Hilarious Ways to be annoying!















"Accidentally" get stuck in one of the Frozen Cibo doors. Give people strange looks and see if anyone helps te out.
Add really funny things to other peoples’ carts and watch them pay for it and see if they notice.
Around Natale time, start caroling. Ask for money from the listeners.
As the cashier runs your purchases over the scanner, look mesmerized and say, "Wow. Magic!"
Ask if te can buy a shopping cart.
Ask other customers if they have any Grey Poupon.
Ask Someone if they know were they sell little babies!
Attempt to fit into very large gym bags.
Bring a friend and get in a shopping cart. Have them push te around while te yell "ye-haw!"
Buy chrome hubcaps and put them on in the parking lot
Challenge other customers to duels with tubes of gift wrap.
Constantly wink at a person te don't know. Follow them around and blow kisses to them.
Dart around suspiciously while humming the theme from "Mission: Impossible."
Do all of these above without getting thrown out! Contributed
Drag a lounge chair on display over to the magazines and relax. If the store has a Cibo court, buy a soft drink; explain that te don't get out much, and ask if they can put a little umbrella in it.
Drape a blanket around your shoulders and run around saying, "...I'm Batman. Come, Robin--to the Batcave!"

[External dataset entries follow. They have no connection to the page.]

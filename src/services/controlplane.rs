//! Control plane: kube-apiserver, kube-controller-manager and kube-scheduler

use tokio_util::sync::CancellationToken;

use super::container::{ContainerSpec, ServiceTemplate};
use super::plane::{Direction, PlaneOrchestrator, PlanePlan, PlaneReport, Step};
use super::{
    ServiceName, ETCD_CLIENT_PORT, EXTERNAL_ETCD_CA_PATH, EXTERNAL_ETCD_CERT_PATH,
    EXTERNAL_ETCD_KEY_PATH, KUBE_API_CERT_PATH, KUBE_API_KEY_PATH, KUBE_API_PORT,
    KUBE_CA_CERT_PATH, KUBE_CONFIG_DIR, KUBE_CONTROLLER_KUBECONFIG, KUBE_SCHEDULER_KUBECONFIG,
};
use crate::cluster::{
    EtcdService, Host, KubeApiService, KubeControllerService, Role, SchedulerService,
    ServicesConfig,
};
use crate::hosts::HostAgent;
use crate::Result;

const SERVICE_ACCOUNT_KEY_PATH: &str = "/etc/kubernetes/ssl/kube-service-account-token-key.pem";
const ADMISSION_CONTROL: &str = "ServiceAccount,NamespaceLifecycle,LimitRanger,\
PersistentVolumeLabel,DefaultStorageClass,ResourceQuota,DefaultTolerationSeconds";

/// Where the API servers find etcd
#[derive(Clone, Debug, PartialEq, Eq)]
enum EtcdBackend {
    Internal {
        servers: String,
    },
    External {
        servers: String,
        prefix: String,
    },
}

impl EtcdBackend {
    fn new(etcd_hosts: &[Host], etcd: &EtcdService) -> Self {
        if etcd.external_urls.is_empty() {
            let servers = etcd_hosts
                .iter()
                .map(|h| format!("http://{}:{ETCD_CLIENT_PORT}", h.internal_address()))
                .collect::<Vec<_>>()
                .join(",");
            Self::Internal { servers }
        } else {
            Self::External {
                servers: etcd.external_urls.join(","),
                prefix: etcd.path.clone(),
            }
        }
    }
}

/// kube-apiserver
#[derive(Clone, Debug)]
pub struct KubeApiTemplate {
    service: KubeApiService,
    backend: EtcdBackend,
}

impl KubeApiTemplate {
    /// API server backed by the internal etcd hosts, or by the external
    /// endpoints when `etcd` lists any
    pub fn new(service: &KubeApiService, etcd_hosts: &[Host], etcd: &EtcdService) -> Self {
        Self {
            service: service.clone(),
            backend: EtcdBackend::new(etcd_hosts, etcd),
        }
    }
}

impl ServiceTemplate for KubeApiTemplate {
    fn service(&self) -> ServiceName {
        ServiceName::KubeApi
    }

    fn container(&self, host: &Host, _primary: bool) -> ContainerSpec {
        let mut spec = ContainerSpec::new(&self.service.image)
            .command(["kube-apiserver"])
            .flag("insecure-bind-address", "127.0.0.1")
            .flag("bind-address", "0.0.0.0")
            .flag("insecure-port", 0)
            .flag("secure-port", KUBE_API_PORT)
            .flag("advertise-address", host.internal_address())
            .flag("allow-privileged", true)
            .flag("service-cluster-ip-range", &self.service.service_cluster_ip_range)
            .flag("admission-control", ADMISSION_CONTROL)
            .flag("storage-backend", "etcd3")
            .flag("client-ca-file", KUBE_CA_CERT_PATH)
            .flag("tls-cert-file", KUBE_API_CERT_PATH)
            .flag("tls-private-key-file", KUBE_API_KEY_PATH)
            .flag("service-account-key-file", SERVICE_ACCOUNT_KEY_PATH);
        spec = match &self.backend {
            EtcdBackend::Internal { servers } => spec.flag("etcd-servers", servers),
            EtcdBackend::External { servers, prefix } => spec
                .flag("etcd-servers", servers)
                .flag("etcd-cafile", EXTERNAL_ETCD_CA_PATH)
                .flag("etcd-certfile", EXTERNAL_ETCD_CERT_PATH)
                .flag("etcd-keyfile", EXTERNAL_ETCD_KEY_PATH)
                .flag("etcd-prefix", prefix),
        };
        spec.extra_args(&self.service.extra_args)
            .bind(format!("{KUBE_CONFIG_DIR}:{KUBE_CONFIG_DIR}"))
            .host_network()
    }
}

/// kube-controller-manager
#[derive(Clone, Debug)]
pub struct KubeControllerTemplate {
    service: KubeControllerService,
}

impl KubeControllerTemplate {
    /// Template for the configured controller manager
    pub fn new(service: &KubeControllerService) -> Self {
        Self {
            service: service.clone(),
        }
    }
}

impl ServiceTemplate for KubeControllerTemplate {
    fn service(&self) -> ServiceName {
        ServiceName::KubeController
    }

    fn container(&self, _host: &Host, _primary: bool) -> ContainerSpec {
        ContainerSpec::new(&self.service.image)
            .command(["kube-controller-manager"])
            .flag("address", "0.0.0.0")
            .flag("leader-elect", true)
            .flag("kubeconfig", KUBE_CONTROLLER_KUBECONFIG)
            .flag("enable-hostpath-provisioner", false)
            .flag("node-monitor-grace-period", "40s")
            .flag("pod-eviction-timeout", "5m0s")
            .flag("v", 2)
            .flag("allocate-node-cidrs", true)
            .flag("cluster-cidr", &self.service.cluster_cidr)
            .flag("service-cluster-ip-range", &self.service.service_cluster_ip_range)
            .flag("service-account-private-key-file", SERVICE_ACCOUNT_KEY_PATH)
            .flag("root-ca-file", KUBE_CA_CERT_PATH)
            .extra_args(&self.service.extra_args)
            .bind(format!("{KUBE_CONFIG_DIR}:{KUBE_CONFIG_DIR}"))
            .host_network()
    }
}

/// kube-scheduler
#[derive(Clone, Debug)]
pub struct SchedulerTemplate {
    service: SchedulerService,
}

impl SchedulerTemplate {
    /// Template for the configured scheduler
    pub fn new(service: &SchedulerService) -> Self {
        Self {
            service: service.clone(),
        }
    }
}

impl ServiceTemplate for SchedulerTemplate {
    fn service(&self) -> ServiceName {
        ServiceName::Scheduler
    }

    fn container(&self, _host: &Host, _primary: bool) -> ContainerSpec {
        ContainerSpec::new(&self.service.image)
            .command(["kube-scheduler"])
            .flag("leader-elect", true)
            .flag("v", 2)
            .flag("address", "0.0.0.0")
            .flag("kubeconfig", KUBE_SCHEDULER_KUBECONFIG)
            .extra_args(&self.service.extra_args)
            .bind(format!("{KUBE_CONFIG_DIR}:{KUBE_CONFIG_DIR}"))
            .host_network()
    }
}

/// Bring-up plan for the control plane
pub fn control_plane_up<'a>(
    control_hosts: &'a [Host],
    etcd_hosts: &[Host],
    services: &ServicesConfig,
) -> PlanePlan<'a> {
    PlanePlan::new(Role::Control, Direction::Up).stage(
        control_hosts,
        vec![
            Step::run(
                KubeApiTemplate::new(&services.kube_api, etcd_hosts, &services.etcd),
                true,
            ),
            Step::run(KubeControllerTemplate::new(&services.kube_controller), true),
            Step::run(SchedulerTemplate::new(&services.scheduler), true),
        ],
    )
}

/// Teardown plan for the control plane
pub fn control_plane_down(control_hosts: &[Host]) -> PlanePlan<'_> {
    PlanePlan::new(Role::Control, Direction::Down).stage(
        control_hosts,
        vec![
            Step::Remove(ServiceName::KubeApi),
            Step::Remove(ServiceName::KubeController),
            Step::Remove(ServiceName::Scheduler),
        ],
    )
}

impl<A: HostAgent> PlaneOrchestrator<A> {
    /// Start kube-apiserver, kube-controller-manager and kube-scheduler on
    /// every control host
    pub async fn run_control_plane(
        &self,
        control_hosts: &[Host],
        etcd_hosts: &[Host],
        services: &ServicesConfig,
        cancel: &CancellationToken,
    ) -> Result<PlaneReport> {
        let plan = control_plane_up(control_hosts, etcd_hosts, services);
        self.execute(&plan, cancel).await
    }

    /// Remove the control plane services from every control host
    pub async fn remove_control_plane(
        &self,
        control_hosts: &[Host],
        cancel: &CancellationToken,
    ) -> Result<PlaneReport> {
        self.execute(&control_plane_down(control_hosts), cancel)
            .await
    }
}

#[cfg(test)]
mod tests {
    use super::*;
    use crate::hosts::{AgentError, MockHostAgent};
    use crate::Error;
    use mockall::Sequence;

    fn etcd_hosts() -> Vec<Host> {
        vec![
            Host::new("10.0.0.1", "ubuntu", &[Role::Etcd]),
            Host::new("10.0.0.2", "ubuntu", &[Role::Etcd]).with_internal_address("192.168.0.2"),
        ]
    }

    fn control_hosts() -> Vec<Host> {
        vec![
            Host::new("10.0.1.1", "ubuntu", &[Role::Control]),
            Host::new("10.0.1.2", "ubuntu", &[Role::Control]),
        ]
    }

    #[test]
    fn api_server_points_at_internal_etcd() {
        let services = ServicesConfig::default();
        let template = KubeApiTemplate::new(&services.kube_api, &etcd_hosts(), &services.etcd);
        let spec = template.container(&control_hosts()[0], true);

        assert_eq!(
            spec.flag_value("etcd-servers"),
            Some("http://10.0.0.1:2379,http://192.168.0.2:2379")
        );
        assert_eq!(spec.flag_value("etcd-cafile"), None);
        assert_eq!(spec.flag_value("advertise-address"), Some("10.0.1.1"));
        assert_eq!(
            spec.flag_value("service-cluster-ip-range"),
            Some(crate::DEFAULT_SERVICE_CLUSTER_IP_RANGE)
        );
    }

    #[test]
    fn api_server_uses_external_etcd_with_tls() {
        let mut services = ServicesConfig::default();
        services.etcd.external_urls = vec![
            "https://etcd-a:2379".to_string(),
            "https://etcd-b:2379".to_string(),
        ];
        services.etcd.path = "/ske".to_string();
        let template = KubeApiTemplate::new(&services.kube_api, &[], &services.etcd);
        let spec = template.container(&control_hosts()[0], true);

        assert_eq!(
            spec.flag_value("etcd-servers"),
            Some("https://etcd-a:2379,https://etcd-b:2379")
        );
        assert_eq!(spec.flag_value("etcd-cafile"), Some(EXTERNAL_ETCD_CA_PATH));
        assert_eq!(spec.flag_value("etcd-prefix"), Some("/ske"));
    }

    #[test]
    fn controller_manager_carries_network_ranges() {
        let spec = KubeControllerTemplate::new(&KubeControllerService::default())
            .container(&control_hosts()[0], true);
        assert_eq!(spec.flag_value("cluster-cidr"), Some(crate::DEFAULT_CLUSTER_CIDR));
        assert_eq!(spec.flag_value("leader-elect"), Some("true"));
    }

    /// Story: every control host runs the three services in order
    #[tokio::test]
    async fn story_control_plane_comes_up_host_by_host() {
        let mut mock = MockHostAgent::new();
        let mut seq = Sequence::new();
        for address in ["10.0.1.1", "10.0.1.2"] {
            for service in [
                ServiceName::KubeApi,
                ServiceName::KubeController,
                ServiceName::Scheduler,
            ] {
                mock.expect_run_service()
                    .withf(move |h, s, _, primary| {
                        h.address == address && *s == service && *primary
                    })
                    .times(1)
                    .in_sequence(&mut seq)
                    .returning(|_, _, _, _| Ok(()));
            }
        }

        let report = PlaneOrchestrator::new(mock)
            .run_control_plane(
                &control_hosts(),
                &etcd_hosts(),
                &ServicesConfig::default(),
                &CancellationToken::new(),
            )
            .await
            .unwrap();
        assert_eq!(report.role, Role::Control);
        assert_eq!(report.hosts.len(), 2);
    }

    /// Story: a failed scheduler on the second host reports the first as done
    #[tokio::test]
    async fn story_failure_on_second_host_keeps_first_converged() {
        let mut mock = MockHostAgent::new();
        mock.expect_run_service()
            .withf(|h, s, _, _| !(h.address == "10.0.1.2" && *s == ServiceName::Scheduler))
            .times(5)
            .returning(|_, _, _, _| Ok(()));
        mock.expect_run_service()
            .withf(|h, s, _, _| h.address == "10.0.1.2" && *s == ServiceName::Scheduler)
            .times(1)
            .returning(|_, _, _, _| Err(AgentError::new("port 10251 in use")));

        let err = PlaneOrchestrator::new(mock)
            .run_control_plane(
                &control_hosts(),
                &etcd_hosts(),
                &ServicesConfig::default(),
                &CancellationToken::new(),
            )
            .await
            .unwrap_err();
        let Error::Convergence(failure) = err else {
            panic!("expected convergence error");
        };
        assert_eq!(failure.host, "10.0.1.2");
        assert_eq!(failure.service, ServiceName::Scheduler);
        assert_eq!(failure.completed, vec!["10.0.1.1"]);
        assert_eq!(
            failure.to_string(),
            "[controlplane] failed to start kube-scheduler on host [10.0.1.2]: port 10251 in use"
        );
    }

    #[tokio::test]
    async fn teardown_removes_all_three_services() {
        let mut mock = MockHostAgent::new();
        let mut seq = Sequence::new();
        for service in [
            ServiceName::KubeApi,
            ServiceName::KubeController,
            ServiceName::Scheduler,
        ] {
            mock.expect_remove_service()
                .withf(move |_, s| *s == service)
                .times(1)
                .in_sequence(&mut seq)
                .returning(|_, _| Ok(()));
        }

        PlaneOrchestrator::new(mock)
            .remove_control_plane(&control_hosts()[..1], &CancellationToken::new())
            .await
            .unwrap();
    }
}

Dress as a Jedi and randomly tell other shoppers in you're best Yoda voice,"May the force be with you".
Everytime te walk out the door (or try waiting da the door for others to walk out), make a dinging noise then say mechanically "We're sorry. te have activated the Wal Mart inventory control service. Please step back and a Wal Mart associate will help you. Thank you."
Fill your shopping carrello with matchbooks and gasoline and walk around smiling at people.
Find a parent with her kid in the shopping cart. Point at the kid and ask the parent, "What aisle are they selling these on?"
Follow people through the aisles, always staying about five feet away. Continue to do this until they leave the department.
Gather a bunch of bouncy balls and bounce them into neighboring aisles.
Get 20 people together and play hide-n-go-seek.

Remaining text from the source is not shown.